Veggie burgers can be a delicious way to add healthy proteins, grains, and vegetables to your diet, but buying the pre-made stuff can be expensive (and less healthy, as some of those fake meats are science experiments with long, unpronounceable ingredient lists). I am constantly experimenting with ways to make my own at home for the sake of variety. My experiments don’t always work, but sometimes they do. This one is a success, and has the best consistency so far of any of my veggie burger attempts. And all without flour!
This recipe is loaded with protein and fiber; even the fat in it is the good kind (Omega 3 from olive oil and walnuts). I usually will sautee some onions and garlic for these recipes, but accept that many people (myself included) sometimes want something quicker with less prep time. So this recipe calls for onion and garlic powder instead, which is perfectly acceptable. Try not to judge.
*To my American readers: I have now gotten comfortable with the metric system (as it is actually much easier). My conversions to American measurements are at times approximations only, but they should still work just fine. Veggie burger making is not an exact science, but you can use one of those converters if you get scared.
500 grams (a little over 2 cups) cooked brown rice
200 grams (about a cup) plain tempeh (not the smoked kind!)
120 mL (1/2 cup) toasted walnuts
60 mL (1/4 cup) olive oil
30 mL (2 tbsp) soy sauce or Braggs (if you have access to Maggi-Wurze, that works too)
15 mL (1 tbsp) onion powder
10 mL (1 tsp) garlic powder
5 mL (1/2 tsp) pepper
30 mL (2 tbsp) canola or olive oil for frying
*Cook rice ahead of time, of course, as this recipe will not work with uncooked rice. I’m not explaining how to make rice. Figure it out.
*Toast the walnuts in a medium, dry skillet over meduim heat for 4-6 minutes, until they brown a bit and you can smell them. You can then use the same pan to cook the burgers!
*Turn the heat up to medium high and heat a tbsp of the oil.
*In a food processor, add all the ingredients (except the oil at the end for the cooking of the burgers). Mix a few times until it is just mixed through coursely. You do not want to overmix this into a paste, as it will be impossible to form into patties and become a big mush in your skillet. If you don’t have a food processor, that’s totally fine. Just mash in a bowl with a fork. In fact, it may be better as you will be less likely to over-mix this way.

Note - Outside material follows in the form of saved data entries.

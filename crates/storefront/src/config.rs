//! Storefront configuration loaded from environment variables.
//!
//! # Environment Variables
//!
//! ## Required
//! - `STOREFRONT_DATABASE_URL` - `PostgreSQL` connection string (falls back to `DATABASE_URL`)
//! - `STOREFRONT_BASE_URL` - Public URL for the storefront
//! - `STOREFRONT_SESSION_SECRET` - Session signing secret (min 32 chars, high entropy)
//!
//! ## Optional
//! - `STOREFRONT_HOST` - Bind address (default: 127.0.0.1)
//! - `STOREFRONT_PORT` - Listen port (default: 3000)
//! - `STOREFRONT_SESSION_DAYS` - Days of inactivity before a session (and its guest cart) expires (default: 30)
//! - `CART_TAX_RATE` - VAT rate as a fraction (default: 0.18)
//! - `CART_SHIPPING_FEE` - Flat shipping fee below the threshold (default: 50.00)
//! - `CART_FREE_SHIPPING_THRESHOLD` - Subtotal at which shipping is free (default: 500.00)
//! - `CART_CURRENCY` - Currency for new carts and catalog prices (default: TRY)
//! - `CART_DISCOUNT_CODES` - `CODE=rate` or `CODE=fixed:amount` list (default: `WELCOME10=0.10,FORD20=0.20,YEDEK15=0.15`)
//! - `CART_MERGE_STRATEGY` - `sum`, `keep_larger` or `prefer_account` (default: sum)
//! - `SENTRY_DSN` - Sentry error tracking DSN
//! - `SENTRY_ENVIRONMENT` - Sentry environment name
//! - `SENTRY_SAMPLE_RATE` - Error event sample rate (default: 1.0)
//! - `SENTRY_TRACES_SAMPLE_RATE` - Transaction sample rate (default: 0.1)

use std::collections::HashMap;
use std::net::{IpAddr, SocketAddr};
use std::str::FromStr;

use rust_decimal::Decimal;
use secrecy::{ExposeSecret, SecretString};
use thiserror::Error;

use yedek_core::{CodeTable, CurrencyCode, MergeStrategy, PricingConfig};

const MIN_SESSION_SECRET_LENGTH: usize = 32;
const MIN_ENTROPY_BITS_PER_CHAR: f64 = 3.3;

/// Blocklist of common placeholder patterns (case-insensitive)
const PLACEHOLDER_PATTERNS: &[&str] = &[
    "your-",
    "changeme",
    "replace",
    "placeholder",
    "example",
    "secret",
    "password",
    "xxx",
    "todo",
    "fixme",
    "insert",
    "enter-",
    "put-your",
    "add-your",
];

/// Configuration errors that can occur during loading.
#[derive(Debug, Error)]
pub enum ConfigError {
    #[error("Missing environment variable: {0}")]
    MissingEnvVar(String),
    #[error("Invalid environment variable {0}: {1}")]
    InvalidEnvVar(String, String),
    #[error("Insecure secret in {0}: {1}")]
    InsecureSecret(String, String),
}

/// Storefront application configuration.
#[derive(Debug, Clone)]
pub struct StorefrontConfig {
    /// `PostgreSQL` database connection URL (contains password)
    pub database_url: SecretString,
    /// IP address to bind the server to
    pub host: IpAddr,
    /// Port to listen on
    pub port: u16,
    /// Public base URL for the storefront
    pub base_url: String,
    /// Session signing secret
    pub session_secret: SecretString,
    /// Days of inactivity before a session expires
    pub session_days: u32,
    /// Cart pricing, discount and merge settings
    pub cart: CartConfig,
    /// Sentry DSN for error tracking
    pub sentry_dsn: Option<String>,
    /// Sentry environment name
    pub sentry_environment: Option<String>,
    /// Fraction of error events sent to Sentry
    pub sentry_sample_rate: f32,
    /// Fraction of transactions traced
    pub sentry_traces_sample_rate: f32,
}

/// Cart behaviour settings.
#[derive(Debug, Clone, Default)]
pub struct CartConfig {
    /// Tax, shipping and currency settings
    pub pricing: PricingConfig,
    /// Known discount codes
    pub discounts: CodeTable,
    /// How guest carts fold into account carts at sign-in
    pub merge_strategy: MergeStrategy,
}

impl StorefrontConfig {
    /// Load configuration from environment variables.
    ///
    /// Calls `dotenvy::dotenv()` to load from `.env` file if present.
    ///
    /// # Errors
    ///
    /// Returns `ConfigError` if required variables are missing, invalid, or
    /// if secrets fail validation (placeholder detection, entropy check).
    pub fn from_env() -> Result<Self, ConfigError> {
        // Load .env file if present (ignore errors if not found)
        let _ = dotenvy::dotenv();

        let database_url = get_database_url("STOREFRONT_DATABASE_URL")?;
        let host = parse_env_or_default::<IpAddr>("STOREFRONT_HOST", "127.0.0.1")?;
        let port = parse_env_or_default::<u16>("STOREFRONT_PORT", "3000")?;
        let base_url = get_required_env("STOREFRONT_BASE_URL")?;
        let session_secret = get_validated_secret("STOREFRONT_SESSION_SECRET")?;
        validate_session_secret(&session_secret, "STOREFRONT_SESSION_SECRET")?;
        let session_days = parse_env_or_default::<u32>("STOREFRONT_SESSION_DAYS", "30")?;

        let cart = CartConfig::from_env()?;

        Ok(Self {
            database_url,
            host,
            port,
            base_url,
            session_secret,
            session_days,
            cart,
            sentry_dsn: get_optional_env("SENTRY_DSN"),
            sentry_environment: get_optional_env("SENTRY_ENVIRONMENT"),
            sentry_sample_rate: parse_env_or_default::<f32>("SENTRY_SAMPLE_RATE", "1.0")?,
            sentry_traces_sample_rate: parse_env_or_default::<f32>(
                "SENTRY_TRACES_SAMPLE_RATE",
                "0.1",
            )?,
        })
    }

    /// Returns the socket address for binding the server.
    #[must_use]
    pub const fn socket_addr(&self) -> SocketAddr {
        SocketAddr::new(self.host, self.port)
    }
}

impl CartConfig {
    /// Load cart settings from environment variables.
    ///
    /// # Errors
    ///
    /// Returns `ConfigError::InvalidEnvVar` for unparsable or out-of-range values.
    pub fn from_env() -> Result<Self, ConfigError> {
        Self::from_lookup(|key| std::env::var(key).ok())
    }

    /// Load cart settings through an arbitrary variable lookup.
    ///
    /// # Errors
    ///
    /// Returns `ConfigError::InvalidEnvVar` for unparsable or out-of-range values.
    pub fn from_lookup(get: impl Fn(&str) -> Option<String>) -> Result<Self, ConfigError> {
        let value = |key: &str| get(key).filter(|v| !v.trim().is_empty());

        let tax_rate = parse_or(&value, "CART_TAX_RATE", PricingConfig::DEFAULT_TAX_RATE)?;
        let shipping_fee = parse_or(
            &value,
            "CART_SHIPPING_FEE",
            PricingConfig::DEFAULT_SHIPPING_FEE,
        )?;
        let threshold = parse_or(
            &value,
            "CART_FREE_SHIPPING_THRESHOLD",
            PricingConfig::DEFAULT_FREE_SHIPPING_THRESHOLD,
        )?;
        let currency = parse_or(&value, "CART_CURRENCY", CurrencyCode::TRY)?;

        let pricing = PricingConfig::new(tax_rate, shipping_fee, threshold, currency)
            .map_err(|e| {
                invalid(
                    "CART_TAX_RATE, CART_SHIPPING_FEE or CART_FREE_SHIPPING_THRESHOLD",
                    e,
                )
            })?;

        let codes = value("CART_DISCOUNT_CODES");
        let discounts = CodeTable::parse(
            codes.as_deref().unwrap_or(CodeTable::DEFAULT_CODES),
            currency,
        )
        .map_err(|e| invalid("CART_DISCOUNT_CODES", e))?;

        let merge_strategy = parse_or(&value, "CART_MERGE_STRATEGY", MergeStrategy::default())?;

        Ok(Self {
            pricing,
            discounts,
            merge_strategy,
        })
    }
}

// =============================================================================
// Helper Functions
// =============================================================================

fn invalid(key: &str, err: impl ToString) -> ConfigError {
    ConfigError::InvalidEnvVar(key.to_string(), err.to_string())
}

/// Parse an optional variable, falling back to `default` when unset.
fn parse_or<T>(
    value: &impl Fn(&str) -> Option<String>,
    key: &str,
    default: T,
) -> Result<T, ConfigError>
where
    T: FromStr,
    T::Err: ToString,
{
    value(key).map_or(Ok(default), |raw| {
        raw.trim().parse::<T>().map_err(|e| invalid(key, e))
    })
}

/// Parse an environment variable with a default value.
fn parse_env_or_default<T>(key: &str, default: &str) -> Result<T, ConfigError>
where
    T: FromStr,
    T::Err: ToString,
{
    get_env_or_default(key, default)
        .parse::<T>()
        .map_err(|e| invalid(key, e))
}

/// Get a required environment variable.
fn get_required_env(key: &str) -> Result<String, ConfigError> {
    std::env::var(key).map_err(|_| ConfigError::MissingEnvVar(key.to_string()))
}

/// Get database URL with fallback to generic `DATABASE_URL`.
fn get_database_url(primary_key: &str) -> Result<SecretString, ConfigError> {
    if let Ok(value) = std::env::var(primary_key) {
        return Ok(SecretString::from(value));
    }
    if let Ok(value) = std::env::var("DATABASE_URL") {
        return Ok(SecretString::from(value));
    }
    Err(ConfigError::MissingEnvVar(primary_key.to_string()))
}

/// Get an optional environment variable.
fn get_optional_env(key: &str) -> Option<String> {
    std::env::var(key).ok()
}

/// Get an environment variable with a default value.
fn get_env_or_default(key: &str, default: &str) -> String {
    std::env::var(key).unwrap_or_else(|_| default.to_string())
}

/// Validate that a session secret meets minimum length requirements.
fn validate_session_secret(secret: &SecretString, var_name: &str) -> Result<(), ConfigError> {
    let value = secret.expose_secret();
    if value.len() < MIN_SESSION_SECRET_LENGTH {
        return Err(ConfigError::InsecureSecret(
            var_name.to_string(),
            format!(
                "must be at least {} characters (got {})",
                MIN_SESSION_SECRET_LENGTH,
                value.len()
            ),
        ));
    }
    Ok(())
}

/// Calculate Shannon entropy in bits per character.
fn shannon_entropy(s: &str) -> f64 {
    if s.is_empty() {
        return 0.0;
    }

    let mut freq: HashMap<char, usize> = HashMap::new();
    for c in s.chars() {
        *freq.entry(c).or_insert(0) += 1;
    }

    #[allow(clippy::cast_precision_loss)] // String length will never exceed f64 precision
    let len = s.len() as f64;
    freq.values()
        .map(|&count| {
            #[allow(clippy::cast_precision_loss)] // Character count will never exceed f64 precision
            let p = count as f64 / len;
            -p * p.log2()
        })
        .sum()
}

/// Validate that a secret is not a placeholder and has sufficient entropy.
fn validate_secret_strength(secret: &str, var_name: &str) -> Result<(), ConfigError> {
    let lower = secret.to_lowercase();

    for pattern in PLACEHOLDER_PATTERNS {
        if lower.contains(pattern) {
            return Err(ConfigError::InsecureSecret(
                var_name.to_string(),
                format!("appears to be a placeholder (contains '{pattern}')"),
            ));
        }
    }

    let entropy = shannon_entropy(secret);
    if entropy < MIN_ENTROPY_BITS_PER_CHAR {
        return Err(ConfigError::InsecureSecret(
            var_name.to_string(),
            format!(
                "entropy too low ({entropy:.2} bits/char, need >= {MIN_ENTROPY_BITS_PER_CHAR:.1}). Use a randomly generated secret."
            ),
        ));
    }

    Ok(())
}

/// Load and validate a secret from environment.
fn get_validated_secret(key: &str) -> Result<SecretString, ConfigError> {
    let value = get_required_env(key)?;
    validate_secret_strength(&value, key)?;
    Ok(SecretString::from(value))
}

#[cfg(test)]
#[allow(clippy::unwrap_used)]
mod tests {
    use yedek_core::{DiscountPolicy, DiscountRule};

    use super::*;

    fn lookup(vars: &[(&str, &str)]) -> impl Fn(&str) -> Option<String> {
        let vars: HashMap<String, String> = vars
            .iter()
            .map(|(k, v)| ((*k).to_string(), (*v).to_string()))
            .collect();
        move |key| vars.get(key).cloned()
    }

    fn dec(s: &str) -> Decimal {
        Decimal::from_str_exact(s).unwrap()
    }

    #[test]
    fn test_shannon_entropy_empty() {
        assert!((shannon_entropy("") - 0.0).abs() < f64::EPSILON);
    }

    #[test]
    fn test_shannon_entropy_two_chars() {
        let entropy = shannon_entropy("ab");
        assert!((entropy - 1.0).abs() < 0.01);
    }

    #[test]
    fn test_validate_secret_strength_placeholder() {
        let result = validate_secret_strength("your-session-key-here", "TEST_VAR");
        assert!(matches!(result, Err(ConfigError::InsecureSecret(_, _))));
    }

    #[test]
    fn test_validate_secret_strength_low_entropy() {
        let result = validate_secret_strength("aaaaaaaaaaaaaaaaaaaaaaaaaaaaaaaaa", "TEST_VAR");
        assert!(matches!(result, Err(ConfigError::InsecureSecret(_, _))));
    }

    #[test]
    fn test_validate_secret_strength_valid() {
        let result = validate_secret_strength("aB3$xY9!mK2@nL5#pQ7&rT0*uW4^zC6", "TEST_VAR");
        assert!(result.is_ok());
    }

    #[test]
    fn test_validate_session_secret_too_short() {
        let secret = SecretString::from("short");
        assert!(validate_session_secret(&secret, "TEST_SESSION").is_err());
    }

    #[test]
    fn test_cart_config_defaults() {
        let config = CartConfig::from_lookup(lookup(&[])).unwrap();
        assert_eq!(config.pricing, PricingConfig::default());
        assert_eq!(config.merge_strategy, MergeStrategy::Sum);
        assert_eq!(config.discounts.len(), 3);
        assert_eq!(
            config.discounts.lookup("YEDEK15"),
            Some(DiscountRule::Percentage(dec("0.15")))
        );
    }

    #[test]
    fn test_cart_config_overrides() {
        let config = CartConfig::from_lookup(lookup(&[
            ("CART_TAX_RATE", "0.20"),
            ("CART_SHIPPING_FEE", "29.99"),
            ("CART_FREE_SHIPPING_THRESHOLD", "1000"),
            ("CART_CURRENCY", "try"),
            ("CART_DISCOUNT_CODES", "BAHAR=fixed:75"),
            ("CART_MERGE_STRATEGY", "keep_larger"),
        ]))
        .unwrap();

        assert_eq!(config.pricing.tax_rate(), dec("0.20"));
        assert_eq!(config.pricing.shipping_fee(), dec("29.99"));
        assert_eq!(config.pricing.free_shipping_threshold(), dec("1000"));
        assert_eq!(config.merge_strategy, MergeStrategy::KeepLarger);
        assert!(config.discounts.lookup("WELCOME10").is_none());
        assert!(matches!(
            config.discounts.lookup("BAHAR"),
            Some(DiscountRule::Fixed(_))
        ));
    }

    #[test]
    fn test_blank_values_use_defaults() {
        let config = CartConfig::from_lookup(lookup(&[("CART_TAX_RATE", "  ")])).unwrap();
        assert_eq!(config.pricing.tax_rate(), dec("0.18"));
    }

    #[test]
    fn test_cart_config_rejects_bad_values() {
        for (key, value) in [
            ("CART_TAX_RATE", "eighteen"),
            ("CART_TAX_RATE", "1.8"),
            ("CART_SHIPPING_FEE", "-5"),
            ("CART_CURRENCY", "DOGE"),
            ("CART_DISCOUNT_CODES", "BROKEN"),
            ("CART_MERGE_STRATEGY", "overwrite"),
        ] {
            let result = CartConfig::from_lookup(lookup(&[(key, value)]));
            assert!(
                matches!(result, Err(ConfigError::InvalidEnvVar(_, _))),
                "{key}={value} should be rejected"
            );
        }
    }

    #[test]
    fn test_socket_addr() {
        let config = StorefrontConfig {
            database_url: SecretString::from("postgres://localhost/test"),
            host: "127.0.0.1".parse().unwrap(),
            port: 3000,
            base_url: "http://localhost:3000".to_string(),
            session_secret: SecretString::from("x".repeat(32)),
            session_days: 30,
            cart: CartConfig::default(),
            sentry_dsn: None,
            sentry_environment: None,
            sentry_sample_rate: 1.0,
            sentry_traces_sample_rate: 0.0,
        };

        let addr = config.socket_addr();
        assert_eq!(addr.ip().to_string(), "127.0.0.1");
        assert_eq!(addr.port(), 3000);
    }
}
//! Request ID middleware for request tracing and correlation.
//!
//! An upstream proxy may already have assigned an `x-request-id`; otherwise
//! a UUID v4 is minted. The ID is recorded on the tracing span, tagged on the
//! Sentry scope and echoed back in the response headers so a customer
//! reporting a broken cart can quote it.

use axum::{
    extract::Request,
    http::{HeaderMap, HeaderValue},
    middleware::Next,
    response::Response,
};
use tracing::Span;
use uuid::Uuid;

/// The HTTP header name for request IDs.
pub const REQUEST_ID_HEADER: &str = "x-request-id";

/// Longest upstream ID accepted as-is.
const MAX_REQUEST_ID_LEN: usize = 128;

/// Middleware that ensures every request has a unique request ID.
pub async fn request_id_middleware(request: Request, next: Next) -> Response {
    let request_id = request_id_from(request.headers());

    Span::current().record("request_id", request_id.as_str());
    sentry::configure_scope(|scope| {
        scope.set_tag("request_id", &request_id);
    });

    let mut response = next.run(request).await;
    if let Ok(value) = HeaderValue::from_str(&request_id) {
        response.headers_mut().insert(REQUEST_ID_HEADER, value);
    }
    response
}

/// Reuse a sane upstream ID, else mint one.
fn request_id_from(headers: &HeaderMap) -> String {
    headers
        .get(REQUEST_ID_HEADER)
        .and_then(|h| h.to_str().ok())
        .map(str::trim)
        .filter(|id| !id.is_empty() && id.len() <= MAX_REQUEST_ID_LEN)
        .map_or_else(|| Uuid::new_v4().to_string(), String::from)
}

#[cfg(test)]
#[allow(clippy::unwrap_used)]
mod tests {
    use super::*;

    #[test]
    fn test_upstream_id_is_kept() {
        let mut headers = HeaderMap::new();
        headers.insert(REQUEST_ID_HEADER, HeaderValue::from_static("cf-1234"));
        assert_eq!(request_id_from(&headers), "cf-1234");
    }

    #[test]
    fn test_missing_or_oversized_id_is_replaced() {
        let minted = request_id_from(&HeaderMap::new());
        assert!(Uuid::parse_str(&minted).is_ok());

        let mut headers = HeaderMap::new();
        headers.insert(
            REQUEST_ID_HEADER,
            HeaderValue::from_str(&"x".repeat(MAX_REQUEST_ID_LEN + 1)).unwrap(),
        );
        assert!(Uuid::parse_str(&request_id_from(&headers)).is_ok());
    }
}
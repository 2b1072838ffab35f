//! Session-related types.
//!
//! Types stored in the session for authentication and guest cart state.

use serde::{Deserialize, Serialize};

use yedek_core::UserId;

/// Session-stored user identity.
///
/// Written by the external sign-in flow; the storefront only reads it to
/// decide whose cart a request operates on.
#[derive(Debug, Clone, Serialize, Deserialize)]
pub struct CurrentUser {
    /// User's account ID.
    pub id: UserId,
    /// Display name, if the sign-in flow provided one.
    #[serde(default, skip_serializing_if = "Option::is_none")]
    pub name: Option<String>,
}

/// Session keys.
pub mod keys {
    /// Key for storing the current logged-in user.
    pub const CURRENT_USER: &str = "current_user";

    /// Key for the anonymous visitor's guest ID.
    pub const GUEST_ID: &str = "guest_id";

    /// Key for the ID of the guest cart's own record in the session backend.
    pub const GUEST_CART: &str = "guest_cart";
}
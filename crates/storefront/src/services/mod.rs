//! Business logic services for the storefront.
//!
//! # Services
//!
//! - `cart` - Cart mutations, pricing and guest-to-account merge
//! - `locks` - Per-cart write locks

pub mod cart;
pub mod locks;

pub use cart::{CartService, CartServiceError, CartView};
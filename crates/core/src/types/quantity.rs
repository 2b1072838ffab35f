//! Line quantity type.

use core::fmt;

use serde::{Deserialize, Serialize};

/// Errors that can occur when parsing a [`Quantity`].
#[derive(thiserror::Error, Debug, Clone, Copy, PartialEq, Eq)]
pub enum QuantityError {
    /// Zero or negative quantity.
    #[error("quantity must be at least 1 (got {0})")]
    NotPositive(i64),
    /// Above the per-line limit.
    #[error("quantity {got} exceeds the maximum of {max} per line")]
    TooLarge {
        /// Requested quantity.
        got: i64,
        /// Maximum allowed.
        max: u32,
    },
}

/// A positive line quantity.
///
/// ## Constraints
///
/// - At least 1 (a line with no units is removed, never stored)
/// - At most [`Quantity::MAX`] units per line
///
/// ## Examples
///
/// ```
/// use yedek_core::Quantity;
///
/// assert!(Quantity::new(1).is_ok());
/// assert!(Quantity::new(0).is_err());
/// assert!(Quantity::try_from_i64(-3).is_err());
/// ```
#[derive(Debug, Clone, Copy, PartialEq, Eq, Hash, PartialOrd, Ord, Serialize, Deserialize)]
#[serde(try_from = "i64", into = "u32")]
pub struct Quantity(u32);

impl Quantity {
    /// Maximum units allowed on a single line.
    pub const MAX: u32 = 999;

    /// A single unit.
    pub const ONE: Self = Self(1);

    /// Parse a quantity.
    ///
    /// # Errors
    ///
    /// Returns an error if `n` is zero or above [`Quantity::MAX`].
    pub fn new(n: u32) -> Result<Self, QuantityError> {
        Self::try_from_i64(i64::from(n))
    }

    /// Parse a quantity from a signed value, as received from clients.
    ///
    /// # Errors
    ///
    /// Returns an error if `n` is below 1 or above [`Quantity::MAX`].
    pub fn try_from_i64(n: i64) -> Result<Self, QuantityError> {
        if n <= 0 {
            return Err(QuantityError::NotPositive(n));
        }
        u32::try_from(n)
            .ok()
            .filter(|&q| q <= Self::MAX)
            .map(Self)
            .ok_or(QuantityError::TooLarge {
                got: n,
                max: Self::MAX,
            })
    }

    /// The number of units.
    #[must_use]
    pub const fn get(self) -> u32 {
        self.0
    }

    /// Add two quantities, failing if the sum exceeds the per-line limit.
    ///
    /// # Errors
    ///
    /// Returns [`QuantityError::TooLarge`] when the sum is above [`Quantity::MAX`].
    pub fn checked_add(self, other: Self) -> Result<Self, QuantityError> {
        Self::try_from_i64(i64::from(self.0) + i64::from(other.0))
    }

    /// Add two quantities, capping at [`Quantity::MAX`].
    #[must_use]
    pub fn saturating_add(self, other: Self) -> Self {
        Self(self.0.saturating_add(other.0).min(Self::MAX))
    }
}

impl TryFrom<i64> for Quantity {
    type Error = QuantityError;

    fn try_from(n: i64) -> Result<Self, Self::Error> {
        Self::try_from_i64(n)
    }
}

impl From<Quantity> for u32 {
    fn from(q: Quantity) -> Self {
        q.0
    }
}

impl fmt::Display for Quantity {
    fn fmt(&self, f: &mut fmt::Formatter<'_>) -> fmt::Result {
        write!(f, "{}", self.0)
    }
}
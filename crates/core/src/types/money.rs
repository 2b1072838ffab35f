//! Monetary amounts using decimal arithmetic.
//!
//! [`Money`] is always non-negative: line prices, subtotals, tax, shipping
//! and discount amounts are all stored as positive magnitudes, and the
//! discount is subtracted when the total is computed. Negative amounts are
//! rejected at construction (including deserialization), so they can never
//! reach the pricing code.

use core::fmt;
use core::str::FromStr;

use rust_decimal::{Decimal, RoundingStrategy};
use serde::{Deserialize, Serialize};

use super::Quantity;

/// Number of decimal places used for currency amounts.
pub const CURRENCY_DECIMAL_PLACES: u32 = 2;

/// Errors that can occur when constructing or combining [`Money`].
#[derive(thiserror::Error, Debug, Clone, PartialEq, Eq)]
pub enum MoneyError {
    /// The amount is below zero.
    #[error("amount cannot be negative (got {0})")]
    Negative(Decimal),
    /// Two amounts in different currencies were combined.
    #[error("currency mismatch: expected {expected}, got {got}")]
    CurrencyMismatch {
        /// Currency of the left-hand side.
        expected: CurrencyCode,
        /// Currency of the right-hand side.
        got: CurrencyCode,
    },
    /// Decimal arithmetic overflowed.
    #[error("arithmetic overflow in money calculation")]
    Overflow,
}

/// ISO 4217 currency codes.
#[derive(Debug, Clone, Copy, PartialEq, Eq, Hash, Serialize, Deserialize, Default)]
pub enum CurrencyCode {
    /// Turkish lira.
    #[default]
    TRY,
    USD,
    EUR,
    GBP,
}

impl CurrencyCode {
    /// The three-letter ISO code.
    #[must_use]
    pub const fn code(&self) -> &'static str {
        match self {
            Self::TRY => "TRY",
            Self::USD => "USD",
            Self::EUR => "EUR",
            Self::GBP => "GBP",
        }
    }
}

impl fmt::Display for CurrencyCode {
    fn fmt(&self, f: &mut fmt::Formatter<'_>) -> fmt::Result {
        f.write_str(self.code())
    }
}

impl FromStr for CurrencyCode {
    type Err = String;

    fn from_str(s: &str) -> Result<Self, Self::Err> {
        match s.trim().to_ascii_uppercase().as_str() {
            "TRY" | "TL" => Ok(Self::TRY),
            "USD" => Ok(Self::USD),
            "EUR" => Ok(Self::EUR),
            "GBP" => Ok(Self::GBP),
            other => Err(format!("unsupported currency: {other}")),
        }
    }
}

/// A non-negative amount of money in a specific currency.
#[derive(Debug, Clone, Copy, PartialEq, Eq, Hash, Serialize, Deserialize)]
#[serde(try_from = "RawMoney")]
pub struct Money {
    amount: Decimal,
    currency: CurrencyCode,
}

#[derive(Deserialize)]
struct RawMoney {
    amount: Decimal,
    currency: CurrencyCode,
}

impl TryFrom<RawMoney> for Money {
    type Error = MoneyError;

    fn try_from(raw: RawMoney) -> Result<Self, Self::Error> {
        Self::new(raw.amount, raw.currency)
    }
}

impl Money {
    /// Create a new amount.
    ///
    /// # Errors
    ///
    /// Returns [`MoneyError::Negative`] if `amount` is below zero.
    pub fn new(amount: Decimal, currency: CurrencyCode) -> Result<Self, MoneyError> {
        if amount.is_sign_negative() && !amount.is_zero() {
            return Err(MoneyError::Negative(amount));
        }
        Ok(Self { amount, currency })
    }

    /// Zero in the given currency.
    #[must_use]
    pub const fn zero(currency: CurrencyCode) -> Self {
        Self {
            amount: Decimal::ZERO,
            currency,
        }
    }

    /// The decimal amount.
    #[must_use]
    pub const fn amount(&self) -> Decimal {
        self.amount
    }

    /// The currency of this amount.
    #[must_use]
    pub const fn currency(&self) -> CurrencyCode {
        self.currency
    }

    /// Whether the amount is exactly zero.
    #[must_use]
    pub fn is_zero(&self) -> bool {
        self.amount.is_zero()
    }

    /// Multiply a unit price by a line quantity.
    ///
    /// # Errors
    ///
    /// Returns [`MoneyError::Overflow`] if the product does not fit a `Decimal`.
    pub fn times(&self, quantity: Quantity) -> Result<Self, MoneyError> {
        let amount = self
            .amount
            .checked_mul(Decimal::from(quantity.get()))
            .ok_or(MoneyError::Overflow)?;
        Ok(Self {
            amount,
            currency: self.currency,
        })
    }

    /// Add two amounts of the same currency.
    ///
    /// # Errors
    ///
    /// Returns an error on currency mismatch or overflow.
    pub fn checked_add(&self, other: &Self) -> Result<Self, MoneyError> {
        self.ensure_same_currency(other)?;
        let amount = self
            .amount
            .checked_add(other.amount)
            .ok_or(MoneyError::Overflow)?;
        Ok(Self {
            amount,
            currency: self.currency,
        })
    }

    /// Round to currency precision (two places, midpoint away from zero).
    #[must_use]
    pub fn rounded(&self) -> Self {
        Self {
            amount: round_currency(self.amount),
            currency: self.currency,
        }
    }

    /// Format for display.
    ///
    /// Lira amounts use Turkish grouping (`1.234,50 TL`); other currencies
    /// use the `CODE 1,234.50` form.
    #[must_use]
    pub fn display(&self) -> String {
        let fixed = format!("{:.2}", round_currency(self.amount));
        let (whole, frac) = fixed.split_once('.').unwrap_or((fixed.as_str(), "00"));
        match self.currency {
            CurrencyCode::TRY => format!("{},{frac} TL", group_thousands(whole, '.')),
            other => format!("{other} {}.{frac}", group_thousands(whole, ',')),
        }
    }

    fn ensure_same_currency(&self, other: &Self) -> Result<(), MoneyError> {
        if self.currency == other.currency {
            Ok(())
        } else {
            Err(MoneyError::CurrencyMismatch {
                expected: self.currency,
                got: other.currency,
            })
        }
    }
}

impl fmt::Display for Money {
    fn fmt(&self, f: &mut fmt::Formatter<'_>) -> fmt::Result {
        f.write_str(&self.display())
    }
}

/// Round a decimal to currency precision.
#[must_use]
pub fn round_currency(amount: Decimal) -> Decimal {
    amount.round_dp_with_strategy(
        CURRENCY_DECIMAL_PLACES,
        RoundingStrategy::MidpointAwayFromZero,
    )
}

fn group_thousands(digits: &str, separator: char) -> String {
    let len = digits.len();
    let mut out = String::with_capacity(len + len / 3);
    for (i, c) in digits.chars().enumerate() {
        if i > 0 && (len - i) % 3 == 0 {
            out.push(separator);
        }
        out.push(c);
    }
    out
}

*Take the course meal and form into patties about the size of the palm of your hand and about 3/4 inch thick. The patties should form pretty easily. If they don’t, add a little flour, but that will add calories and a raw flour taste. So be careful. I didn’t need to do that when I made these, so you should be fine.
*Cook three at a time in the skillet, 2-3 minutes per side or until browned. When the first load is out, add another tbsp of oil and cook the other three. I like to pepper the patties on each side lightly while they cook as well.
*In case you can’t do math, this recipe makes 6 patties. Have a ball.